Paper Reference(s) 6667 Edexcel GCE Additional Pure Arithmetic FP1 Superior Stage Specimen Paper Time: 1 hour 30 minutes Supplies required for examination Reply E book (AB16) Graph Paper (ASG2) Mathematical Formulae (Lilac) Gadgets included with Question Assignment papers Nil Candidates could use any calculator EXCEPT these with the ability for symbolic algebra, differentiation and/or integration. Thus candidates could NOT use calculators such because the Texas Devices TI-89, TI-92, Casio CFX-9970G, Hewlett Packard HP 48G.

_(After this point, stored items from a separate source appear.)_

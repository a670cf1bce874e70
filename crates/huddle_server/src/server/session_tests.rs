#![forbid(unsafe_code)]

use std::sync::Arc;
use std::time::Duration;

use huddle_domain::{ChatMessage, Ipid, RoomName};
use huddle_protocol::{ClientFrame, LoginPayload, RoomJoinPayload, ServerFrame};
use tokio::time::timeout;

use crate::config::DEFAULT_WELCOME_MESSAGE;
use crate::server::context::AppContext;
use crate::server::hub::CloseReason;
use crate::server::session::{LOGIN_REQUIRED_TEXT, Session, SessionChannels};
use crate::test_support::test_context;

struct Client {
	session: Session,
	channels: SessionChannels,
}

impl Client {
	/// Opens a session and consumes the welcome message.
	async fn connect(ctx: &Arc<AppContext>) -> Self {
		let (session, channels) = Session::open(Arc::clone(ctx));
		let mut client = Self { session, channels };
		assert_eq!(client.text().await, DEFAULT_WELCOME_MESSAGE);
		client
	}

	async fn registered(ctx: &Arc<AppContext>, username: &str) -> Self {
		let mut client = Self::connect(ctx).await;
		client.line(&format!("/register {username} pw-{username}")).await;
		let reply = client.text().await;
		assert!(reply.starts_with(&format!("Registered and logged in as {username} (")), "{reply}");
		client
	}

	async fn admin(ctx: &Arc<AppContext>, username: &str) -> Self {
		let mut client = Self::registered(ctx, username).await;
		client.line("/admin admin").await;
		assert_eq!(client.text().await, "You are now an admin.");
		client
	}

	fn ipid(&self) -> Ipid {
		self.session.user().expect("bound").ipid.clone()
	}

	async fn line(&mut self, text: &str) {
		self.session.handle_frame(ClientFrame::Message(text.to_string())).await;
	}

	async fn frame(&mut self) -> ServerFrame {
		let raw = timeout(Duration::from_millis(500), self.channels.outbound.recv())
			.await
			.expect("expected a frame within timeout")
			.expect("queue open");
		ServerFrame::decode(raw.as_str()).expect("decode")
	}

	async fn chat(&mut self) -> ChatMessage {
		match self.frame().await {
			ServerFrame::Message(m) => m,
			other => panic!("expected a message frame, got {other:?}"),
		}
	}

	async fn text(&mut self) -> String {
		match self.frame().await {
			ServerFrame::Message(m) => m.content,
			ServerFrame::RoomJoin(j) => format!("room_join:{}", j.room),
			ServerFrame::Error(e) => format!("error:{e}"),
		}
	}

	async fn quiet(&mut self) {
		assert!(
			timeout(Duration::from_millis(50), self.channels.outbound.recv()).await.is_err(),
			"unexpected frame"
		);
	}
}

#[tokio::test]
async fn anonymous_chat_is_refused_with_login_hint() {
	let dir = tempfile::tempdir().expect("tempdir");
	let ctx = test_context(dir.path()).await;
	let mut anon = Client::connect(&ctx).await;

	anon.line("hello?").await;
	let reply = anon.chat().await;
	assert_eq!(reply.content, LOGIN_REQUIRED_TEXT);
	assert!(reply.is_system);
	assert!(ctx.messages.history(&RoomName::general()).await.is_empty());
}

#[tokio::test]
async fn duplicate_registration_is_reported_to_the_second_session() {
	let dir = tempfile::tempdir().expect("tempdir");
	let ctx = test_context(dir.path()).await;
	let _alice = Client::registered(&ctx, "alice").await;

	let mut other = Client::connect(&ctx).await;
	other.line("/register alice other").await;
	assert_eq!(other.text().await, "Registration failed: user already exists");

	other.line("/login alice pw-alice").await;
	assert!(other.text().await.starts_with("Logged in as alice ("));
}

#[tokio::test]
async fn wrong_password_and_unknown_user_look_the_same() {
	let dir = tempfile::tempdir().expect("tempdir");
	let ctx = test_context(dir.path()).await;
	let _alice = Client::registered(&ctx, "alice").await;

	let mut c = Client::connect(&ctx).await;
	c.line("/login alice nope").await;
	let wrong = c.text().await;
	c.line("/login nobody nope").await;
	let unknown = c.text().await;
	assert_eq!(wrong, unknown);
	assert_eq!(wrong, "Login failed: invalid credentials");
}

#[tokio::test]
async fn chat_is_logged_and_broadcast_to_the_room() {
	let dir = tempfile::tempdir().expect("tempdir");
	let ctx = test_context(dir.path()).await;
	let mut alice = Client::registered(&ctx, "alice").await;
	let mut bob = Client::registered(&ctx, "bob").await;

	alice.line("hello there").await;
	for c in [&mut alice, &mut bob] {
		let m = c.chat().await;
		assert_eq!(m.sender, "alice");
		assert_eq!(m.sender_display, "alice");
		assert_eq!(m.content, "hello there");
		assert_eq!(m.room, RoomName::general());
		assert!(!m.is_system);
	}

	let history = ctx.messages.history(&RoomName::general()).await;
	assert_eq!(history.len(), 1);
	assert_eq!(history[0].content, "hello there");

	alice.line("   ").await;
	alice.quiet().await;
}

#[tokio::test]
async fn login_replays_history_after_the_reply() {
	let dir = tempfile::tempdir().expect("tempdir");
	let ctx = test_context(dir.path()).await;
	let mut alice = Client::registered(&ctx, "alice").await;
	alice.line("one").await;
	alice.line("two").await;
	assert_eq!(alice.text().await, "one");
	assert_eq!(alice.text().await, "two");

	let mut carol = Client::connect(&ctx).await;
	carol.line("/register carol pw").await;
	assert!(carol.text().await.starts_with("Registered and logged in as carol"));
	assert_eq!(carol.text().await, "one");
	assert_eq!(carol.text().await, "two");
}

#[tokio::test]
async fn login_and_room_join_frames_behave_like_commands() {
	let dir = tempfile::tempdir().expect("tempdir");
	let ctx = test_context(dir.path()).await;
	let mut admin = Client::admin(&ctx, "root").await;
	admin.line("/room create dev").await;
	assert_eq!(admin.text().await, "Room dev created.");
	let _ = Client::registered(&ctx, "dora").await;

	let mut c = Client::connect(&ctx).await;
	c.session
		.handle_frame(ClientFrame::Login(LoginPayload {
			username: "dora".to_string(),
			password: "pw-dora".to_string(),
		}))
		.await;
	assert!(c.text().await.starts_with("Logged in as dora ("));

	c.session
		.handle_frame(ClientFrame::RoomJoin(RoomJoinPayload {
			room: "dev".to_string(),
		}))
		.await;
	assert_eq!(c.text().await, "room_join:dev");
	assert_eq!(c.text().await, "Joined room: dev");
	assert_eq!(c.session.current_room().as_str(), "dev");
}

#[tokio::test]
async fn malformed_frames_are_dropped_and_the_session_survives() {
	let dir = tempfile::tempdir().expect("tempdir");
	let ctx = test_context(dir.path()).await;
	let mut c = Client::connect(&ctx).await;

	c.session.handle_text("{not json").await;
	c.session.handle_text(r#"{"type":"teleport","payload":1}"#).await;
	c.session.handle_text(r#"{"type":"login","payload":"alice"}"#).await;
	c.quiet().await;

	c.session.handle_text(r#"{"type":"message","payload":"/help"}"#).await;
	assert!(c.text().await.starts_with("Available commands:"));
}

#[tokio::test]
async fn rooms_isolate_chat_and_removal_moves_members_home() {
	let dir = tempfile::tempdir().expect("tempdir");
	let ctx = test_context(dir.path()).await;
	let mut admin = Client::admin(&ctx, "root").await;
	let mut bob = Client::registered(&ctx, "bob").await;

	admin.line("/room create dev").await;
	assert_eq!(admin.text().await, "Room dev created.");
	admin.line("/room create dev").await;
	assert_eq!(admin.text().await, "Room already exists.");

	bob.line("/join dev").await;
	assert_eq!(bob.text().await, "room_join:dev");
	assert_eq!(bob.text().await, "Joined room: dev");

	admin.line("general only").await;
	assert_eq!(admin.text().await, "general only");
	bob.quiet().await;

	bob.line("dev only").await;
	let m = bob.chat().await;
	assert_eq!(m.room.as_str(), "dev");
	admin.quiet().await;

	let dev = RoomName::new("dev").expect("room");
	let dev_history = ctx.messages.history(&dev).await;
	assert_eq!(dev_history.first().map(|m| m.content.as_str()), Some("Welcome to the dev room!"));

	admin.line("/room remove general").await;
	assert_eq!(admin.text().await, "Cannot remove general room.");
	admin.line("/room remove dev").await;
	assert_eq!(admin.text().await, "Room dev removed.");

	assert_eq!(bob.text().await, "room_join:general");
	assert_eq!(bob.text().await, "Room was removed. Moved to general.");
	assert!(bob.session.current_room().is_default());
	assert!(!ctx.moderation.room_exists(&dev).await);

	bob.line("/join dev").await;
	assert_eq!(bob.text().await, "Room does not exist.");
}

#[tokio::test(flavor = "multi_thread", worker_threads = 4)]
async fn join_racing_room_removal_never_strands_the_joiner() {
	let dir = tempfile::tempdir().expect("tempdir");
	let ctx = test_context(dir.path()).await;
	let mut admin = Client::admin(&ctx, "root").await;
	let mut bob = Client::registered(&ctx, "bob").await;
	let tmp = RoomName::new("tmp").expect("room");

	for round in 0..25 {
		admin.line("/room create tmp").await;
		assert_eq!(admin.text().await, "Room tmp created.");

		let joiner = tokio::spawn(async move {
			bob.line("/join tmp").await;
			bob
		});
		admin.line("/room remove tmp").await;
		assert_eq!(admin.text().await, "Room tmp removed.");
		bob = joiner.await.expect("join task");

		assert!(!ctx.moderation.room_exists(&tmp).await);
		assert!(bob.session.current_room().is_default(), "round {round}: bob left in removed room");
		let hub_room = ctx
			.hub
			.snapshot()
			.await
			.into_iter()
			.find(|info| info.id == bob.session.id())
			.map(|info| info.room);
		assert_eq!(hub_room, Some(RoomName::general()), "round {round}");

		while bob.channels.outbound.try_recv().is_ok() {}
	}
}

#[tokio::test]
async fn logout_returns_to_anonymous_and_drops_admin() {
	let dir = tempfile::tempdir().expect("tempdir");
	let ctx = test_context(dir.path()).await;
	let mut alice = Client::admin(&ctx, "alice").await;

	alice.line("/logout").await;
	assert_eq!(alice.text().await, "Logged out.");
	assert!(alice.session.user().is_none());
	assert!(!alice.session.is_admin());

	alice.line("still here?").await;
	assert_eq!(alice.text().await, LOGIN_REQUIRED_TEXT);
	assert!(ctx.messages.history(&RoomName::general()).await.is_empty());

	alice.line("/kick 1.2.3.4").await;
	assert_eq!(alice.text().await, "Admin only.");

	let mut bob = Client::registered(&ctx, "bob").await;
	bob.line("/member list").await;
	let members = bob.text().await;
	assert!(!members.contains("alice"), "{members}");
	assert!(members.contains("bob"), "{members}");

	let live = ctx.hub.snapshot().await;
	assert_eq!(live.len(), 2);
	assert!(live.iter().any(|info| info.id == alice.session.id() && info.user.is_none()));

	alice.line("/login alice pw-alice").await;
	assert!(alice.text().await.starts_with("Logged in as alice ("));
}

#[tokio::test]
async fn admin_commands_require_elevation() {
	let dir = tempfile::tempdir().expect("tempdir");
	let ctx = test_context(dir.path()).await;
	let mut bob = Client::registered(&ctx, "bob").await;

	bob.line("/kick 1.2.3.4").await;
	assert_eq!(bob.text().await, "Admin only.");
	bob.line("/room create dev").await;
	assert_eq!(bob.text().await, "Admin only.");
	bob.line("/admin wrong").await;
	assert_eq!(bob.text().await, "Incorrect password.");

	let mut anon = Client::connect(&ctx).await;
	anon.line("/room list").await;
	assert_eq!(anon.text().await, "Please login first.");
}

#[tokio::test]
async fn kick_notifies_then_disconnects_the_target() {
	let dir = tempfile::tempdir().expect("tempdir");
	let ctx = test_context(dir.path()).await;
	let mut admin = Client::admin(&ctx, "root").await;
	let mut bob = Client::registered(&ctx, "bob").await;

	admin.line(&format!("/kick {}", bob.ipid())).await;
	assert_eq!(admin.text().await, "User kicked.");
	assert_eq!(bob.text().await, "You have been kicked.");
	let reason = timeout(Duration::from_millis(500), &mut bob.channels.closed)
		.await
		.expect("closed in time")
		.expect("reason");
	assert_eq!(reason, CloseReason::ForceDisconnect);

	admin.line(&format!("/kick {}", bob.ipid())).await;
	assert_eq!(admin.text().await, "User not active.");
}

#[tokio::test]
async fn ban_disconnects_and_blocks_future_logins() {
	let dir = tempfile::tempdir().expect("tempdir");
	let ctx = test_context(dir.path()).await;
	let mut admin = Client::admin(&ctx, "root").await;
	let mut bob = Client::registered(&ctx, "bob").await;
	let ipid = bob.ipid();

	admin.line(&format!("/ban {ipid}")).await;
	assert_eq!(admin.text().await, "User banned.");
	assert_eq!(bob.text().await, "You have been banned.");
	assert!(ctx.moderation.is_banned(&ipid).await);

	let mut again = Client::connect(&ctx).await;
	again.line("/login bob pw-bob").await;
	assert_eq!(again.text().await, "Login failed: this identity is banned");
	assert!(again.session.user().is_none());
}

#[tokio::test]
async fn display_name_and_clan_tags_decorate_chat() {
	let dir = tempfile::tempdir().expect("tempdir");
	let ctx = test_context(dir.path()).await;
	let mut admin = Client::admin(&ctx, "root").await;
	let mut bob = Client::registered(&ctx, "bob").await;

	bob.line("/name abcdefghijklmnopqrstu").await;
	assert_eq!(bob.text().await, "Name too long (max 20 chars).");
	bob.line("/name Bobby").await;
	assert_eq!(bob.text().await, "Name changed from bob to Bobby");

	admin.line("/clan create ABC #FF0000").await;
	assert_eq!(admin.text().await, "Tag must be 1-2 characters.");
	admin.line("/clan create AB red").await;
	assert_eq!(admin.text().await, "Color must be hex code (e.g. #FF0000).");
	admin.line("/clan create AB #FF0000").await;
	assert_eq!(admin.text().await, "Clan AB created with color #FF0000.");
	admin.line(&format!("/clan add {} AB", bob.ipid())).await;
	assert_eq!(admin.text().await, "Added bob to clan AB.");
	admin.line(&format!("/clan add {} AB", bob.ipid())).await;
	assert_eq!(admin.text().await, "User already in clan.");

	bob.line("hi").await;
	let m = bob.chat().await;
	assert_eq!(m.sender, "bob");
	assert_eq!(m.sender_display, "[<#FF0000>AB</>]Bobby");
	assert_eq!(admin.chat().await.sender_display, "[<#FF0000>AB</>]Bobby");

	admin.line("/clan list").await;
	let list = admin.text().await;
	assert!(list.contains("• [AB] (Color: #FF0000)"), "{list}");
	assert!(list.contains(&format!("bob ({})", bob.ipid())), "{list}");
}

#[tokio::test]
async fn info_commands_report_live_state() {
	let dir = tempfile::tempdir().expect("tempdir");
	let ctx = test_context(dir.path()).await;
	let mut alice = Client::registered(&ctx, "alice").await;
	let _anon = Client::connect(&ctx).await;

	alice.line("/member list").await;
	let members = alice.text().await;
	assert!(members.starts_with("All Online Members:"));
	assert!(members.contains("• alice (alice) [Room: general]"), "{members}");

	alice.line("/member list dev").await;
	assert_eq!(alice.text().await, "Members in dev:\nNo members found.");

	alice.line("/userinfo alice").await;
	let info = alice.text().await;
	assert!(info.contains("• Status: Online"), "{info}");
	assert!(info.contains(&format!("• IPID: {}", alice.ipid())), "{info}");

	alice.line("/userinfo ghost").await;
	assert_eq!(alice.text().await, "User not found.");

	alice.line("/server info").await;
	let server = alice.text().await;
	assert!(server.contains("• Name: Test Server"), "{server}");
	assert!(server.contains("• Online: 2"), "{server}");
	assert!(server.contains("• Rooms: 1"), "{server}");

	alice.line("/room list").await;
	assert_eq!(alice.text().await, "Available Rooms:\n• general");

	alice.line("/dance").await;
	assert_eq!(alice.text().await, "Unknown command: /dance");
}

#[tokio::test]
async fn dropping_a_session_unregisters_it() {
	let dir = tempfile::tempdir().expect("tempdir");
	let ctx = test_context(dir.path()).await;
	let alice = Client::registered(&ctx, "alice").await;
	assert_eq!(ctx.hub.snapshot().await.len(), 1);

	drop(alice);
	assert!(ctx.hub.snapshot().await.is_empty());
}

Directions to Candidates Within the packing containers on the reply ebook, write the title of the inspecting physique (Edexcel), your centre quantity, candidate quantity, the unit title (Additional Pure Arithmetic FP1), the paper reference (6667), your surname, initials and signature. When a calculator is used, the reply must be given to an acceptable diploma of accuracy. Info for Candidates A booklet ‘Mathematical Formulae and Statistical Tables’ is supplied. Full marks could also be obtained for solutions to ALL questions. This paper has eight questions. Recommendation to Candidates You will need to make sure that your solutions to components of questions are clearly labelled.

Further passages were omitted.